Photo by Priscilla Du Preez on Unsplash

Identifying the Best Predictors of NHL Game Outcomes Using Random Forest

Dozens of different metrics are discussed by NHL statisticians and fans to better understand the game. Here, we develop a Random Forest model in R to pinpoint which stats are the most useful for predicting game outcomes.

Christian Lee
Published in
8 min readMar 24, 2021

--

Outline

  1. Defining the question
  2. Data scraping
  3. Data cleaning and preparation
  4. Random Forest implementation
  5. Assessing the model
  6. Conclusion
  7. Code and references

What are the best predictors of winning or losing an NHL game?

nhl.com/stats contains upwards of 20 different statistical categories each containing ~20 columns and thousands of rows. While there is some overlap between categories, there remains a surplus of variables, certainly too many to analyze one-by-one. We also do not want to consider variables in isolation because metrics capture different and/or complementary information.

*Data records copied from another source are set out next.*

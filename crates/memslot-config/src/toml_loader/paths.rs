//! Where the config file lives, and writing the first one.

use std::fs::OpenOptions;
use std::io::{self, Write};
use std::path::{Path, PathBuf};

use memslot_common::ConfigError;
use tracing::info;

use super::template::default_config_toml;

/// `<config dir>/memslot/config.toml`, e.g. `~/.config/memslot/config.toml`
/// on Linux.
pub fn default_config_path() -> Result<PathBuf, ConfigError> {
    dirs::config_dir()
        .map(|dir| dir.join("memslot").join("config.toml"))
        .ok_or_else(|| ConfigError::ParseError("no platform config directory".into()))
}

/// Write the commented template to `path`.
///
/// Never replaces a file that already exists: if one appeared in the
/// meantime it is left alone and `Ok(false)` is returned.
pub fn create_default_config(path: &Path) -> Result<bool, ConfigError> {
    let io_err = |what: &str, e: io::Error| {
        ConfigError::ParseError(format!("cannot {what} {}: {e}", path.display()))
    };

    if let Some(parent) = path.parent() {
        std::fs::create_dir_all(parent).map_err(|e| io_err("create directory for", e))?;
    }

    let mut file = match OpenOptions::new().write(true).create_new(true).open(path) {
        Ok(file) => file,
        Err(e) if e.kind() == io::ErrorKind::AlreadyExists => return Ok(false),
        Err(e) => return Err(io_err("create", e)),
    };
    file.write_all(default_config_toml().as_bytes())
        .map_err(|e| io_err("write", e))?;

    info!(path = %path.display(), "wrote default config");
    Ok(true)
}
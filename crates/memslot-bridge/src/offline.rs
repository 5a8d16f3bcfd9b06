//! Stand-in used when no host binding exists.
//!
//! Serves a fixed synthetic slot list and accepts every mutation without
//! doing anything, so the panel runs unmodified outside its host.

use async_trait::async_trait;
use memslot_common::{BridgeError, InitInfo, SettingsListItem};
use serde_json::Value;
use tracing::debug;

use crate::service::SlotService;
use crate::status::{StatusChannel, StatusListener};

const OFFLINE_SLOT_COUNT: usize = 10;

/// URL reported by [`OfflineSlotService::init`].
pub const OFFLINE_URL: &str = "https://github.com/memslot/memslot";

/// The synthetic list: `Mock 1`..`Mock 10`, even rows saved-but-empty,
/// odd rows never saved.
pub fn offline_slots() -> Vec<SettingsListItem> {
    (0..OFFLINE_SLOT_COUNT)
        .map(|i| SettingsListItem {
            name: format!("Mock {}", i + 1),
            game_settings: (i % 2 == 0).then(|| Value::String(String::new())),
        })
        .collect()
}

#[derive(Default)]
pub struct OfflineSlotService {
    // Never fed.
    status: StatusChannel,
}

impl OfflineSlotService {
    pub fn new() -> Self {
        Self::default()
    }
}

#[async_trait]
impl SlotService for OfflineSlotService {
    async fn list_settings(&self) -> Result<Vec<SettingsListItem>, BridgeError> {
        Ok(offline_slots())
    }

    async fn rename_slot(&self, index: usize, name: &str) -> Result<(), BridgeError> {
        debug!(index, name, "offline: rename ignored");
        Ok(())
    }

    async fn save_slot(&self, index: usize) -> Result<(), BridgeError> {
        debug!(index, "offline: save ignored");
        Ok(())
    }

    async fn load_slot(&self, index: usize) -> Result<(), BridgeError> {
        debug!(index, "offline: load ignored");
        Ok(())
    }

    async fn open_link(&self, url: &str) -> Result<(), BridgeError> {
        debug!(url, "offline: open link ignored");
        Ok(())
    }

    async fn init(&self) -> Result<InitInfo, BridgeError> {
        Ok(InitInfo {
            url: OFFLINE_URL.to_string(),
            game_settings_list: offline_slots(),
        })
    }

    fn set_status_listener(&self, listener: Option<StatusListener>) {
        self.status.set_listener(listener);
    }
}
//! In-process host wired to the client bridge over Tokio channels.
//!
//! The binding only enqueues the envelope, so every reply arrives on a
//! later tick through the router, as it would from a separate process.

use std::sync::Arc;

use memslot_bridge::{connect, Connection, HostBinding};
use memslot_common::{BridgeError, InboundMessage, StorageError};
use memslot_config::HostConfig;
use memslot_host::{ClientSink, GameProcess, HostEndpoint, StatusMonitor, UrlOpener};
use tokio::sync::mpsc;
use tokio::task::JoinHandle;
use tracing::{debug, warn};

pub struct Loopback {
    pub connection: Connection,
    tasks: Vec<JoinHandle<()>>,
}

impl Loopback {
    /// Start the host with the system browser as link opener.
    pub fn spawn(config: &HostConfig, process: Arc<dyn GameProcess>) -> Result<Self, StorageError> {
        Self::spawn_with(config, process, None)
    }

    /// Start the host. Must be called inside a Tokio runtime.
    pub fn spawn_with(
        config: &HostConfig,
        process: Arc<dyn GameProcess>,
        opener: Option<Arc<dyn UrlOpener>>,
    ) -> Result<Self, StorageError> {
        let (outbound_tx, mut outbound_rx) = mpsc::unbounded_channel::<String>();
        let (inbound_tx, mut inbound_rx) = mpsc::unbounded_channel::<String>();

        let binding: Arc<dyn HostBinding> =
            Arc::new(move |message: &str| -> Result<(), BridgeError> {
                outbound_tx
                    .send(message.to_string())
                    .map_err(|_| BridgeError::Transport("host task stopped".into()))
            });
        let connection = connect(Some(binding));

        let sink: Arc<dyn ClientSink> =
            Arc::new(move |message: InboundMessage| -> Result<(), BridgeError> {
                let raw = message
                    .to_json()
                    .map_err(|e| BridgeError::Encode(e.to_string()))?;
                inbound_tx.send(raw).map_err(|_| BridgeError::Disconnected)
            });

        let mut endpoint =
            HostEndpoint::from_config(config, Arc::clone(&process), Arc::clone(&sink))?;
        if let Some(opener) = opener {
            endpoint = endpoint.with_opener(opener);
        }
        let monitor = Arc::new(StatusMonitor::from_config(config, process, sink));

        let mut tasks = Vec::with_capacity(3);

        // The endpoint does blocking file I/O; envelopes are still handled
        // one at a time, in arrival order.
        let endpoint = Arc::new(endpoint);
        tasks.push(tokio::spawn(async move {
            while let Some(raw) = outbound_rx.recv().await {
                let endpoint = Arc::clone(&endpoint);
                if let Err(e) = tokio::task::spawn_blocking(move || endpoint.handle(&raw)).await {
                    warn!(error = %e, "host handler panicked");
                }
            }
            debug!("host task finished");
        }));

        match connection.router.clone() {
            Some(router) => tasks.push(tokio::spawn(async move {
                while let Some(raw) = inbound_rx.recv().await {
                    router.route(&raw);
                }
                debug!("client inbound task finished");
            })),
            None => warn!("connection has no router, host replies will be dropped"),
        }

        tasks.push(tokio::spawn(monitor.run()));

        Ok(Self { connection, tasks })
    }
}

impl Drop for Loopback {
    fn drop(&mut self) {
        for task in &self.tasks {
            task.abort();
        }
    }
}
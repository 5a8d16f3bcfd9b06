//! Tests for TOML config loading, creation, and path resolution.

use super::*;
use std::path::Path;

#[test]
fn load_from_nonexistent_is_file_not_found() {
    let err = load_from_path(Path::new("/tmp/nonexistent_memslot_config.toml")).unwrap_err();
    assert!(matches!(err, memslot_common::ConfigError::FileNotFound(_)));
}

#[test]
fn load_valid_partial_toml() {
    let dir = tempfile::tempdir().unwrap();
    let path = dir.path().join("config.toml");
    std::fs::write(
        &path,
        r#"
[bridge]
offline = true

[host]
slot_count = 4
"#,
    )
    .unwrap();

    let config = load_from_path(&path).unwrap();
    assert!(config.bridge.offline);
    assert_eq!(config.host.slot_count, 4);
    // Defaults preserved
    assert_eq!(config.host.status_interval_ms, 500);
    assert_eq!(config.logging.level, "memslot=info");
    assert!(config.host.data_file.is_none());
}

#[test]
fn load_invalid_toml_returns_parse_error() {
    let dir = tempfile::tempdir().unwrap();
    let path = dir.path().join("config.toml");
    std::fs::write(&path, "this is not valid toml {{{").unwrap();

    let err = load_from_path(&path).unwrap_err();
    assert!(matches!(err, memslot_common::ConfigError::ParseError(_)));
}

#[test]
fn out_of_range_values_are_kept() {
    let dir = tempfile::tempdir().unwrap();
    let path = dir.path().join("config.toml");
    std::fs::write(&path, "[host]\nslot_count = 500\n").unwrap();

    let config = load_from_path(&path).unwrap();
    assert_eq!(config.host.slot_count, 500);
}

#[test]
fn create_and_load_default_config() {
    let dir = tempfile::tempdir().unwrap();
    let path = dir.path().join("memslot").join("config.toml");

    assert!(create_default_config(&path).unwrap());
    assert!(path.exists());

    let config = load_from_path(&path).unwrap();
    assert!(!config.bridge.offline);
    assert_eq!(config.host.slot_count, 10);
}

#[test]
fn data_file_override_parses_as_path() {
    let dir = tempfile::tempdir().unwrap();
    let path = dir.path().join("config.toml");
    std::fs::write(&path, "[host]\ndata_file = \"/var/lib/memslot/slots.json\"\n").unwrap();

    let config = load_from_path(&path).unwrap();
    assert_eq!(
        config.host.data_file.as_deref(),
        Some(Path::new("/var/lib/memslot/slots.json"))
    );
}

#[test]
fn default_config_path_is_reasonable() {
    if let Ok(path) = default_config_path() {
        let path_str = path.to_string_lossy();
        assert!(path_str.contains("memslot"));
        assert!(path_str.ends_with("config.toml"));
    }
}

#[test]
fn load_or_create_writes_template_when_missing() {
    let dir = tempfile::tempdir().unwrap();
    let path = dir.path().join("memslot").join("config.toml");

    let config = load_or_create(&path).unwrap();
    assert_eq!(config.host.slot_count, 10);
    let written = std::fs::read_to_string(&path).unwrap();
    assert!(written.starts_with("# memslot configuration"));
}

#[test]
fn load_or_create_keeps_existing_file() {
    let dir = tempfile::tempdir().unwrap();
    let path = dir.path().join("config.toml");
    std::fs::write(&path, "[host]\nslot_count = 4\n").unwrap();

    let config = load_or_create(&path).unwrap();
    assert_eq!(config.host.slot_count, 4);
    assert_eq!(std::fs::read_to_string(&path).unwrap(), "[host]\nslot_count = 4\n");
}

#[test]
fn unreadable_config_is_an_error_and_left_untouched() {
    let dir = tempfile::tempdir().unwrap();
    let path = dir.path().join("config.toml");
    let original = b"[host]\nslot_count = 4\nexternal_url = \"https://x.example/\xff\"\n".to_vec();
    std::fs::write(&path, &original).unwrap();

    let err = load_or_create(&path).unwrap_err();
    assert!(matches!(err, memslot_common::ConfigError::ParseError(_)));
    assert_eq!(std::fs::read(&path).unwrap(), original);
}

#[test]
fn create_default_config_never_overwrites() {
    let dir = tempfile::tempdir().unwrap();
    let path = dir.path().join("config.toml");
    std::fs::write(&path, "[bridge]\noffline = true\n").unwrap();

    assert!(!create_default_config(&path).unwrap());
    assert_eq!(
        std::fs::read_to_string(&path).unwrap(),
        "[bridge]\noffline = true\n"
    );
}
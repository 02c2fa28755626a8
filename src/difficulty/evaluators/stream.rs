use crate::difficulty::window::WindowStats;

pub struct StreamEvaluator;

impl StreamEvaluator {
    const JUMP_WEIGHT: f64 = 0.5;
    const REPEAT_PENALTY: f64 = 0.25;

    /// Row density, weighted towards single notes and away from
    /// single notes that repeat the previous column.
    pub fn evaluate_diff_of(stats: &WindowStats) -> f64 {
        if stats.interval_rows == 0 {
            return 0.0;
        }

        let single_share = stats.fraction(stats.singles);
        let jump_share = stats.fraction(stats.jumps);

        let repeat_share = if stats.singles > 0 {
            f64::from(stats.repeated_singles) / f64::from(stats.singles)
        } else {
            0.0
        };

        stats.rows_per_second()
            * (single_share + Self::JUMP_WEIGHT * jump_share)
            * (1.0 - Self::REPEAT_PENALTY * repeat_share)
    }
}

Here, we will implement Random Forest to identify the most important features (metrics like shots on goal, faceoff wins, etc.) and learn a model that we can use to make predictions on new data. We will not be delving into the algorithm in great detail here, but this article is a good starting point. For now, just know that Random Forest builds hundreds of decision trees based on samples of features and observations, and then uses the average or majority vote to make final predictions. To help with the intuition, below is a single decision tree:

rpart.plot decision tree

X5v5.S..Sv is the shooting + save %, Net.PP is the net power play % and PK is the penalty kill %. The first split is based on X5v5.S..Sv, such that a team with a value < 98 has a 0.16 win probability, accounting for 41% of the total samples. On the other extreme, if a team has a score ≥ 102, then there is a 0.85 win probability with 40% coverage. A team with a X5v5.S..Sv between 98 and 102 and a Net.PP < 16 has a 0.30 win probability and 10% coverage.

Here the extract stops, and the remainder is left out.